SE MEUS SAPATOS FALASSEM

13/06/2005

Não há perigo maior, para um cronista, do que sua própria casa. O aconchego do lar, a tranqüilidade da cama, a tentação de passar o dia de pernas pra cima.

Até os cronistas merecem descanso de vez em quando, admito. Mas como encontrar boas estórias sem bater pernas pela rua, observar os ruídos e trejeitos do mundo?

O domingo, por exemplo, é a morte da crônica. Não importa se a casa do cronista vive cheia ou vazia, se a família está por perto ou a milhares de quilômetros de distância, é difícil ser original quando tudo o que se faz é estender-se no sofá com uma lata de cerveja e assistir ao futebol.

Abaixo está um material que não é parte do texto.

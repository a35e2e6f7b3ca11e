#![forbid(unsafe_code)]
#![deny(
    warnings,
    dead_code,
    unused,
    unused_imports,
    unused_must_use,
    unreachable_pub,
    clippy::all,
    clippy::pedantic,
    clippy::nursery,
    rustdoc::broken_intra_doc_links,
    rustdoc::bare_urls,
    missing_docs
)]

//! Rarity daemon bootstrap wiring.
//!
//! Layout: `bootstrap.rs` (service wiring and shutdown), `dht.rs` (DHT snapshot persistence),
//! `error.rs` (application errors).

/// Application bootstrap and environment loading.
pub mod bootstrap;
/// DHT routing-table snapshot persistence.
pub mod dht;
/// Application-level errors.
pub mod error;

pub use bootstrap::run_app;
pub use error::{AppError, AppResult};
//! Shared handler state.

use rarity_telemetry::Metrics;
use rarity_torrent_engine::{EngineHealth, TorrentCorrelator};

pub(crate) struct ApiState {
    pub(crate) correlator: TorrentCorrelator,
    pub(crate) telemetry: Metrics,
}

impl ApiState {
    pub(crate) const fn new(correlator: TorrentCorrelator, telemetry: Metrics) -> Self {
        Self {
            correlator,
            telemetry,
        }
    }

    pub(crate) const fn health(&self) -> &EngineHealth {
        self.correlator.dispatcher().health()
    }
}
//! Shared dispatch state: the waiter registry and the standing handler table behind one lock.
//!
//! # Design
//! - A single `Mutex` guards both collections. The pump holds it for a whole tick and the
//!   correlator holds it across "register waiter, call engine, retract on failure", so a
//!   confirming alert can never be processed before its waiter exists.
//! - Lock order is always dispatch state first, engine session second.
//! - Poisoned locks are recovered so one panicking tick cannot wedge the process.

use std::sync::{Arc, Mutex, MutexGuard, PoisonError};
use std::time::Instant;

use anyhow::Result;
use rarity_telemetry::Metrics;
use rarity_torrent_core::{Alert, EngineSession, ResumeStateStore};

use crate::handlers::StaticHandlerTable;
use crate::health::EngineHealth;
use crate::registry::{WaiterId, WaiterRegistry};

/// Collections guarded by the dispatch lock.
#[derive(Default)]
pub struct DispatchState {
    /// Outstanding waiters.
    pub registry: WaiterRegistry,
    /// Standing handlers.
    pub handlers: StaticHandlerTable,
}

/// What processing one alert did.
#[derive(Debug, Clone, Copy, Default, PartialEq, Eq)]
pub struct AlertOutcome {
    /// Waiter resolved by the alert, if any.
    pub resolved: Option<WaiterId>,
    /// Handlers that failed on the alert.
    pub handler_failures: usize,
}

/// Cloneable access to the dispatch state plus the health and metrics it reports into.
#[derive(Clone, Default)]
pub struct AlertDispatcher {
    state: Arc<Mutex<DispatchState>>,
    health: EngineHealth,
    metrics: Option<Metrics>,
}

impl AlertDispatcher {
    /// Create a dispatcher with no waiters, no handlers, and no metrics.
    #[must_use]
    pub fn new() -> Self {
        Self::default()
    }

    /// Create a dispatcher that reports into `metrics`.
    #[must_use]
    pub fn with_metrics(metrics: Metrics) -> Self {
        Self {
            metrics: Some(metrics),
            ..Self::default()
        }
    }

    /// Acquire the dispatch lock.
    pub fn lock(&self) -> MutexGuard<'_, DispatchState> {
        self.state.lock().unwrap_or_else(PoisonError::into_inner)
    }

    /// Health tracker fed by handler and pump failures.
    #[must_use]
    pub const fn health(&self) -> &EngineHealth {
        &self.health
    }

    /// Metrics registry, when configured.
    #[must_use]
    pub const fn metrics(&self) -> Option<&Metrics> {
        self.metrics.as_ref()
    }

    /// Register a standing handler.
    pub fn register_handler<F, A>(
        &self,
        name: &'static str,
        component: &'static str,
        filter: F,
        action: A,
    ) where
        F: Fn(&Alert) -> bool + Send + 'static,
        A: Fn(&Alert) -> Result<()> + Send + 'static,
    {
        self.lock().handlers.register(name, component, filter, action);
    }

    /// Register the resume-data handlers every daemon runs.
    pub fn install_standing_handlers(
        &self,
        session: Arc<dyn EngineSession>,
        store: Arc<dyn ResumeStateStore>,
    ) {
        self.lock().handlers.install_standing_handlers(session, store);
    }

    /// Number of outstanding waiters.
    #[must_use]
    pub fn pending_waiters(&self) -> usize {
        self.lock().registry.len()
    }

    /// Run handlers, then waiters, against one alert.
    pub fn process(&self, state: &mut DispatchState, alert: &Alert) -> AlertOutcome {
        let report = state.handlers.dispatch(alert);
        for component in &report.succeeded {
            self.health.mark_recovered(component);
        }
        for failure in &report.failures {
            self.health
                .mark_degraded(failure.component, Some(&failure.detail));
            if let Some(metrics) = &self.metrics {
                metrics.inc_handler_failure(failure.handler);
            }
        }

        let resolved = state.registry.dispatch(alert);
        if let Some(metrics) = &self.metrics {
            metrics.inc_alert(alert.kind().as_str());
            if resolved.is_some() {
                metrics.inc_waiter_resolved("matched");
            }
        }
        AlertOutcome {
            resolved,
            handler_failures: report.failures.len(),
        }
    }

    /// Time out expired waiters.
    pub fn sweep(&self, state: &mut DispatchState, now: Instant) -> Vec<WaiterId> {
        let expired = state.registry.sweep(now);
        if let Some(metrics) = &self.metrics {
            for _ in &expired {
                metrics.inc_waiter_resolved("expired");
            }
        }
        expired
    }

    /// Withdraw a waiter whose engine call failed.
    pub fn retract(&self, state: &mut DispatchState, id: WaiterId) -> bool {
        let retracted = state.registry.retract(id);
        if retracted && let Some(metrics) = &self.metrics {
            metrics.inc_waiter_resolved("retracted");
        }
        retracted
    }

    /// Publish the pending-waiter gauge.
    pub fn publish_pending(&self, state: &DispatchState) {
        if let Some(metrics) = &self.metrics {
            metrics.set_waiters_pending(state.registry.len());
        }
    }
}

#[cfg(test)]
mod tests {
    use super::*;
    use anyhow::anyhow;
    use rarity_torrent_core::{InfoHash, TorrentStatusChange};
    use std::time::Duration;

    fn paused() -> Alert {
        Alert::status_changed(InfoHash::new([1; 20]), TorrentStatusChange::Paused)
    }

    #[test]
    fn handlers_run_even_when_a_waiter_matches() -> Result<()> {
        let metrics = Metrics::new()?;
        let dispatcher = AlertDispatcher::with_metrics(metrics.clone());
        dispatcher.register_handler("always_fails", "resume_store", |_| true, |_| {
            Err(anyhow!("disk full"))
        });

        let mut state = dispatcher.lock();
        let ticket = state
            .registry
            .register(|_| true, Duration::from_secs(5), Instant::now());
        let outcome = dispatcher.process(&mut state, &paused());
        dispatcher.publish_pending(&state);
        drop(state);

        assert_eq!(outcome.resolved, Some(ticket.id()));
        assert_eq!(outcome.handler_failures, 1);
        assert_eq!(dispatcher.health().degraded(), vec!["resume_store"]);
        assert_eq!(metrics.snapshot().waiters_matched_total, 1);
        assert_eq!(metrics.snapshot().waiters_pending, 0);
        Ok(())
    }

    #[test]
    fn successful_handler_clears_degraded_component() {
        let dispatcher = AlertDispatcher::new();
        dispatcher.health().mark_degraded("session", Some("earlier failure"));
        dispatcher.register_handler("ok", "session", |_| true, |_| Ok(()));

        let mut state = dispatcher.lock();
        dispatcher.process(&mut state, &paused());
        drop(state);
        assert!(dispatcher.health().is_healthy());
    }

    #[test]
    fn sweep_and_retract_are_counted() -> Result<()> {
        let metrics = Metrics::new()?;
        let dispatcher = AlertDispatcher::with_metrics(metrics.clone());
        let start = Instant::now();

        let mut state = dispatcher.lock();
        let stale = state
            .registry
            .register(|_| false, Duration::from_secs(1), start);
        let withdrawn = state
            .registry
            .register(|_| false, Duration::from_secs(60), start);
        assert!(dispatcher.retract(&mut state, withdrawn.id()));
        assert!(!dispatcher.retract(&mut state, withdrawn.id()));
        let expired = dispatcher.sweep(&mut state, start + Duration::from_secs(2));
        drop(state);

        assert_eq!(expired, vec![stale.id()]);
        assert_eq!(dispatcher.pending_waiters(), 0);
        assert_eq!(metrics.snapshot().waiters_expired_total, 1);
        Ok(())
    }
}
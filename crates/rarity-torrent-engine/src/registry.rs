//! Outstanding waiters keyed by alert predicates.
//!
//! # Design
//! - Waiters live in registration order; an alert resolves the first live match only.
//! - Each waiter owns the sender half of a oneshot channel, so resolution consumes it and a
//!   second resolution cannot be expressed.
//! - Dispatch locates before it removes and sweep partitions before it resolves; the
//!   collection is never mutated while being iterated.
//! - A panicking predicate costs only its own waiter; later waiters and the sweep still run.

use std::fmt::{self, Display, Formatter};
use std::panic::{self, AssertUnwindSafe};
use std::time::{Duration, Instant};

use rarity_torrent_core::{Alert, TorrentError, TorrentResult};
use tokio::sync::oneshot;
use tracing::warn;

use crate::handlers::panic_message;

/// Predicate deciding whether an alert resolves a waiter.
pub type AlertPredicate = Box<dyn Fn(&Alert) -> bool + Send>;

/// Receiver half handed back to the caller that registered a waiter.
pub type WaiterReceiver = oneshot::Receiver<TorrentResult<Alert>>;

/// Registry-unique waiter identifier.
#[derive(Debug, Clone, Copy, PartialEq, Eq, Hash, PartialOrd, Ord)]
pub struct WaiterId(u64);

impl Display for WaiterId {
    fn fmt(&self, f: &mut Formatter<'_>) -> fmt::Result {
        write!(f, "waiter-{}", self.0)
    }
}

struct Waiter {
    id: WaiterId,
    predicate: AlertPredicate,
    slot: oneshot::Sender<TorrentResult<Alert>>,
    created_at: Instant,
    expire_after: Duration,
}

impl Waiter {
    fn is_expired(&self, now: Instant) -> bool {
        now.saturating_duration_since(self.created_at) > self.expire_after
    }
}

/// Handle returned by [`WaiterRegistry::register`].
#[derive(Debug)]
pub struct WaiterTicket {
    id: WaiterId,
    receiver: WaiterReceiver,
}

impl WaiterTicket {
    /// Identifier usable with [`WaiterRegistry::retract`].
    #[must_use]
    pub const fn id(&self) -> WaiterId {
        self.id
    }

    /// Consume the ticket, yielding the single-resolution receiver.
    #[must_use]
    pub fn into_receiver(self) -> WaiterReceiver {
        self.receiver
    }
}

/// Ordered collection of outstanding waiters.
#[derive(Default)]
pub struct WaiterRegistry {
    waiters: Vec<Waiter>,
    next_id: u64,
}

impl WaiterRegistry {
    /// Create an empty registry.
    #[must_use]
    pub fn new() -> Self {
        Self::default()
    }

    /// Append a waiter that resolves with the first alert satisfying `predicate`, or with
    /// [`TorrentError::Timeout`] once more than `expire_after` has elapsed since `now`.
    pub fn register<P>(&mut self, predicate: P, expire_after: Duration, now: Instant) -> WaiterTicket
    where
        P: Fn(&Alert) -> bool + Send + 'static,
    {
        let id = WaiterId(self.next_id);
        self.next_id = self.next_id.wrapping_add(1);
        let (slot, receiver) = oneshot::channel();
        self.waiters.push(Waiter {
            id,
            predicate: Box::new(predicate),
            slot,
            created_at: now,
            expire_after,
        });
        WaiterTicket { id, receiver }
    }

    /// Resolve the earliest-registered waiter whose predicate accepts `alert`.
    ///
    /// A predicate that panics evicts its waiter, which resolves with [`TorrentError::Engine`].
    pub fn dispatch(&mut self, alert: &Alert) -> Option<WaiterId> {
        let mut panicked = Vec::new();
        let mut matched = None;
        for (index, waiter) in self.waiters.iter().enumerate() {
            match panic::catch_unwind(AssertUnwindSafe(|| (waiter.predicate)(alert))) {
                Ok(true) => {
                    matched = Some(index);
                    break;
                }
                Ok(false) => {}
                Err(payload) => panicked.push((index, panic_message(payload.as_ref()))),
            }
        }

        let resolved = matched.map(|index| self.waiters[index].id);
        // Indices ascend because the scan stops at the match; remove from the back.
        let doomed: Vec<usize> = panicked.iter().map(|(index, _)| *index).chain(matched).collect();
        for index in doomed.into_iter().rev() {
            let waiter = self.waiters.remove(index);
            if Some(index) == matched {
                // The caller may have dropped its future; the waiter is consumed either way.
                let _ = waiter.slot.send(Ok(alert.clone()));
                continue;
            }
            let detail = panicked
                .iter()
                .find_map(|(failed, detail)| (*failed == index).then_some(detail.as_str()))
                .unwrap_or_default();
            warn!(waiter = %waiter.id, detail = %detail, "waiter predicate panicked; evicted");
            let _ = waiter.slot.send(Err(TorrentError::Engine {
                operation: "waiter.predicate",
                info_hash: alert.info_hash(),
                source: format!("waiter predicate panicked: {detail}").into(),
            }));
        }
        resolved
    }

    /// Remove and time out every waiter older than its expiry window.
    pub fn sweep(&mut self, now: Instant) -> Vec<WaiterId> {
        let (expired, live): (Vec<_>, Vec<_>) = std::mem::take(&mut self.waiters)
            .into_iter()
            .partition(|waiter| waiter.is_expired(now));
        self.waiters = live;

        expired
            .into_iter()
            .map(|waiter| {
                let _ = waiter.slot.send(Err(TorrentError::Timeout {
                    expire_after: waiter.expire_after,
                }));
                waiter.id
            })
            .collect()
    }

    /// Remove a waiter without resolving it. Its receiver observes a closed channel.
    pub fn retract(&mut self, id: WaiterId) -> bool {
        match self.waiters.iter().position(|waiter| waiter.id == id) {
            Some(index) => {
                drop(self.waiters.remove(index));
                true
            }
            None => false,
        }
    }

    /// Whether a waiter is still outstanding.
    #[must_use]
    pub fn contains(&self, id: WaiterId) -> bool {
        self.waiters.iter().any(|waiter| waiter.id == id)
    }

    /// Number of outstanding waiters.
    #[must_use]
    pub fn len(&self) -> usize {
        self.waiters.len()
    }

    /// Whether no waiter is outstanding.
    #[must_use]
    pub fn is_empty(&self) -> bool {
        self.waiters.is_empty()
    }
}

#[cfg(test)]
mod tests {
    use super::*;
    use rarity_torrent_core::{AlertEvent, InfoHash, TorrentStatusChange};
    use tokio::sync::oneshot::error::TryRecvError;

    fn paused(byte: u8) -> Alert {
        Alert::status_changed(InfoHash::new([byte; 20]), TorrentStatusChange::Paused)
    }

    fn for_hash(byte: u8) -> impl Fn(&Alert) -> bool + Send + 'static {
        let info_hash = InfoHash::new([byte; 20]);
        move |alert| alert.info_hash() == Some(info_hash)
    }

    #[test]
    fn one_alert_resolves_only_the_earliest_match() {
        let mut registry = WaiterRegistry::new();
        let now = Instant::now();
        let first = registry.register(for_hash(1), Duration::from_secs(10), now);
        let second = registry.register(for_hash(1), Duration::from_secs(10), now);

        assert_eq!(registry.dispatch(&paused(1)), Some(first.id()));
        assert_eq!(registry.len(), 1);
        assert!(registry.contains(second.id()));

        let mut first_rx = first.into_receiver();
        let mut second_rx = second.into_receiver();
        assert!(matches!(first_rx.try_recv(), Ok(Ok(alert)) if alert.event == paused(1).event));
        assert!(matches!(second_rx.try_recv(), Err(TryRecvError::Empty)));

        assert_eq!(registry.dispatch(&paused(1)), Some(WaiterId(1)));
        assert!(registry.is_empty());
        assert!(second_rx.try_recv().is_ok());
    }

    #[test]
    fn unmatched_alerts_leave_waiters_in_place() {
        let mut registry = WaiterRegistry::new();
        let ticket = registry.register(for_hash(1), Duration::from_secs(10), Instant::now());
        assert_eq!(registry.dispatch(&paused(2)), None);
        assert!(registry.contains(ticket.id()));
    }

    #[test]
    fn sweep_times_out_only_expired_waiters() {
        let mut registry = WaiterRegistry::new();
        let start = Instant::now();
        let short = registry.register(for_hash(1), Duration::from_secs(5), start);
        let long = registry.register(for_hash(2), Duration::from_secs(60), start);

        assert!(registry.sweep(start + Duration::from_secs(5)).is_empty());
        let expired = registry.sweep(start + Duration::from_secs(6));
        assert_eq!(expired, vec![short.id()]);
        assert!(registry.contains(long.id()));

        let mut rx = short.into_receiver();
        match rx.try_recv() {
            Ok(Err(TorrentError::Timeout { expire_after })) => {
                assert_eq!(expire_after, Duration::from_secs(5));
            }
            other => panic!("expected timeout, got {other:?}"),
        }
    }

    #[test]
    fn expired_waiter_cannot_be_matched_afterwards() {
        let mut registry = WaiterRegistry::new();
        let start = Instant::now();
        let ticket = registry.register(for_hash(1), Duration::from_secs(1), start);
        registry.sweep(start + Duration::from_secs(2));
        assert_eq!(registry.dispatch(&paused(1)), None);
        assert!(matches!(
            ticket.into_receiver().try_recv(),
            Ok(Err(TorrentError::Timeout { .. }))
        ));
    }

    #[test]
    fn retract_drops_the_slot_without_resolving() {
        let mut registry = WaiterRegistry::new();
        let ticket = registry.register(for_hash(1), Duration::from_secs(10), Instant::now());
        assert!(registry.retract(ticket.id()));
        assert!(!registry.retract(ticket.id()));
        assert!(registry.is_empty());
        assert!(matches!(
            ticket.into_receiver().try_recv(),
            Err(TryRecvError::Closed)
        ));
    }

    #[test]
    fn dropped_receivers_do_not_block_dispatch() {
        let mut registry = WaiterRegistry::new();
        let ticket = registry.register(for_hash(3), Duration::from_secs(10), Instant::now());
        let id = ticket.id();
        drop(ticket);
        assert_eq!(registry.dispatch(&paused(3)), Some(id));
        assert!(registry.is_empty());
    }

    #[test]
    fn predicates_can_match_on_any_alert_shape() {
        let mut registry = WaiterRegistry::new();
        let ticket = registry.register(
            |alert: &Alert| matches!(alert.event, AlertEvent::Other { .. }),
            Duration::from_secs(10),
            Instant::now(),
        );
        let other = Alert::new(AlertEvent::Other {
            info_hash: None,
            message: "listen succeeded".to_string(),
        });
        assert_eq!(registry.dispatch(&paused(1)), None);
        assert_eq!(registry.dispatch(&other), Some(ticket.id()));
    }

    #[test]
    fn panicking_predicate_evicts_only_its_own_waiter() {
        let mut registry = WaiterRegistry::new();
        let now = Instant::now();
        let broken = registry.register(
            |_: &Alert| panic!("predicate exploded"),
            Duration::from_secs(10),
            now,
        );
        let healthy = registry.register(for_hash(4), Duration::from_secs(10), now);
        let bystander = registry.register(for_hash(9), Duration::from_secs(10), now);

        assert_eq!(registry.dispatch(&paused(4)), Some(healthy.id()));
        assert_eq!(registry.len(), 1);
        assert!(registry.contains(bystander.id()));

        let mut broken_rx = broken.into_receiver();
        assert!(matches!(
            broken_rx.try_recv(),
            Ok(Err(TorrentError::Engine { operation: "waiter.predicate", .. }))
        ));
        let mut healthy_rx = healthy.into_receiver();
        assert!(matches!(healthy_rx.try_recv(), Ok(Ok(_))));
    }

    #[test]
    fn waiter_ids_render_with_prefix() {
        assert_eq!(WaiterId(4).to_string(), "waiter-4");
    }
}
//! Minimal IRC line codec.
//!
//! # Design
//! - Only the subset the bridge needs: prefix, command, middle params, trailing param.
//! - Outgoing text is flattened to a single line so reply payloads cannot inject commands.

use std::str::FromStr;

use thiserror::Error;

/// Numeric reply sent once registration completes.
pub(crate) const RPL_WELCOME: &str = "001";
/// Numeric reply sent when the requested nickname is taken.
pub(crate) const ERR_NICKNAMEINUSE: &str = "433";

/// Errors raised while decoding IRC input.
#[derive(Debug, Error, PartialEq, Eq)]
pub(crate) enum ProtocolError {
    /// The line carried no command.
    #[error("irc line is missing a command")]
    MissingCommand {
        /// Raw line as received.
        line: String,
    },
    /// A prefix was not of the form `nick!user@host`.
    #[error("malformed hostmask")]
    MalformedHostmask {
        /// Prefix as received.
        value: String,
    },
}

impl ProtocolError {
    /// Human-readable context for logs.
    pub(crate) fn detail(&self) -> String {
        match self {
            Self::MissingCommand { line } => format!("no command in line {line:?}"),
            Self::MalformedHostmask { value } => format!("prefix {value:?} is not nick!user@host"),
        }
    }
}

/// One decoded IRC message.
#[derive(Debug, Clone, PartialEq, Eq)]
pub(crate) struct Message {
    pub(crate) prefix: Option<String>,
    pub(crate) command: String,
    pub(crate) params: Vec<String>,
}

impl Message {
    /// Decode a single line, tolerating a trailing CR.
    pub(crate) fn parse(line: &str) -> Result<Self, ProtocolError> {
        let missing = || ProtocolError::MissingCommand {
            line: line.to_string(),
        };
        let mut rest = line.trim_end_matches(['\r', '\n']);

        let prefix = match rest.strip_prefix(':') {
            Some(tail) => {
                let (prefix, tail) = tail.split_once(' ').ok_or_else(missing)?;
                rest = tail;
                Some(prefix.to_string())
            }
            None => None,
        };

        let rest = rest.trim_start_matches(' ');
        let (head, trailing) = match rest.split_once(" :") {
            Some((head, trailing)) => (head, Some(trailing)),
            None => (rest, None),
        };
        let mut words = head.split(' ').filter(|word| !word.is_empty());
        let command = words.next().ok_or_else(missing)?.to_ascii_uppercase();
        let mut params: Vec<String> = words.map(str::to_string).collect();
        if let Some(trailing) = trailing {
            params.push(trailing.to_string());
        }

        Ok(Self {
            prefix,
            command,
            params,
        })
    }

    /// Parameter at `index`, if present.
    pub(crate) fn param(&self, index: usize) -> Option<&str> {
        self.params.get(index).map(String::as_str)
    }
}

/// Sender identity carried in a message prefix.
#[derive(Debug, Clone, PartialEq, Eq)]
pub(crate) struct Hostmask {
    pub(crate) nick: String,
    pub(crate) user: String,
    pub(crate) host: String,
}

impl FromStr for Hostmask {
    type Err = ProtocolError;

    fn from_str(value: &str) -> Result<Self, Self::Err> {
        let malformed = || ProtocolError::MalformedHostmask {
            value: value.to_string(),
        };
        let (nick, rest) = value.split_once('!').ok_or_else(malformed)?;
        let (user, host) = rest.split_once('@').ok_or_else(malformed)?;
        if nick.is_empty() {
            return Err(malformed());
        }
        Ok(Self {
            nick: nick.to_string(),
            user: user.to_string(),
            host: host.to_string(),
        })
    }
}

pub(crate) fn nick(nickname: &str) -> String {
    format!("NICK {}\r\n", single_line(nickname))
}

pub(crate) fn user(nickname: &str) -> String {
    let nickname = single_line(nickname);
    format!("USER {nickname} 0 * :{nickname}\r\n")
}

pub(crate) fn join(channel: &str) -> String {
    format!("JOIN {}\r\n", single_line(channel))
}

pub(crate) fn pong(token: &str) -> String {
    format!("PONG :{}\r\n", single_line(token))
}

pub(crate) fn privmsg(target: &str, text: &str) -> String {
    format!("PRIVMSG {} :{}\r\n", single_line(target), single_line(text))
}

fn single_line(text: &str) -> String {
    text.replace(['\r', '\n'], " ")
}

As boas estórias, o cronista sabe, estão lá fora.

“L”, “á”, “f”, “o”, “r”, “a”, digito, de pijamas em frente ao computador, enquanto lanço um olhar de rabo-de-olho para a rua. Mas tem dias que simplesmente não dá vontade de sair de casa.

É domingo e faz um sol incrivelmente feliz na cidade, em outros tempos eu imediatamente calçaria minhas chinelas de dedo e sairia pelo bairro a observar as pessoas.

Em vez disso, lamento e me conformo, já fui melhor nisso.

Quando eu era criança, por exemplo, se alguém me perguntava o que queria ser quando crescesse, eu respondia de bate-pronto, queria ser andarilho.

Anos depois, adolescente, eu devorava as aventuras do Grande Mentecapto, aquele personagem de Fernando Sabino que depois virou filme com Diogo Vilela, me influenciou muito, o mentecapto. Meio herói, meio idiota, gastando sola pelo mundo.

Eu botava uma muda de roupa na mochila e carregava a garupa da bicicleta, saía peregrinando pela casa dos amigos e só voltava dias depois, dormia na casa de um e de outro até me cansar e ligar para minha mãe, estou na casa de fulano ou de sicrano, pode vir me buscar?

Pois é, sempre fui um andarilho meio fajuto.

Eu era do tipo que matava aula só para ficar andando pelos arredores da escola, se bem que meus passos nunca me levavam muito longe, as pernas trabalhavam mas o exercício, no fim das contas, era dos olhos.

O cartão de crédito e o bilhete aéreo até que puseram jeito de seriedade na coisa. E o walkman, bendito seja o walkman, só Deus sabe quantas horas de música escutei, em volume máximo, caminhando pelas redondezas da velha Aldeota, em Fortaleza, até minha casa, na Água Fria. Ou a bordo de algum ônibus semileito, numa BR esburacada entre Natal e o Rio de Janeiro, cruzando as fazendas de pasto pela estrada de ferro que vai de Corumbá até a ponta do Brasil. Mas no fim aqueles velhos vagões sacolejavam e lembravam os punhos das redes estendidas na varanda do rio Jaguaribe, redes que servem ao repouso do guerreiro.

Sim, porque bater as asinhas por aí dá uma saudade dos diabos. Aliás, minha teoria é a de que a saudade vem sempre, nem faz diferença a que distância se está de casa. Mesmo que se esteja apenas observando os passarinhos no parque do Ibirapuera, ou sentado num botequim observando as meninas passarem. Até em casa, de pijamas, num domingo preguiçoso, coisa louca é cabeça de cronista.

É que nessas horas, o que está longe é o olhar. Pousado sobre a linha do horizonte de algum Cabo da Boa Esperança.

Mas o celular está tocando e eu retorno de supetão à velha e boa sala de casa, corro para atendê-lo, nada mais mundano que um celular tocando. Do outro lado da linha, uma amiga me convida para um almoço japonês. Estou de folga e aceito o convite.

Chegamos ao restaurante e sentamos no tatame, descalços, como manda a tradição. Meu olhar percorre sem compromisso as opções do menu. Já não sou andarilho, nem mentecapto, nem saudosista, nem solitário. Apenas um sujeito sentado de pernas cruzadas, a conversar trivialidades numa tarde de domingo.

Os sapatos, deixei-os na entrada do restaurante. Uma senhorita colocou-os lado a lado na soleira da porta, virados para a saída. Não é que vão sair, sozinhos, a caminhar por aí. Mas nunca se sabe, na dúvida é sempre bom tê-los a postos para quando se precise.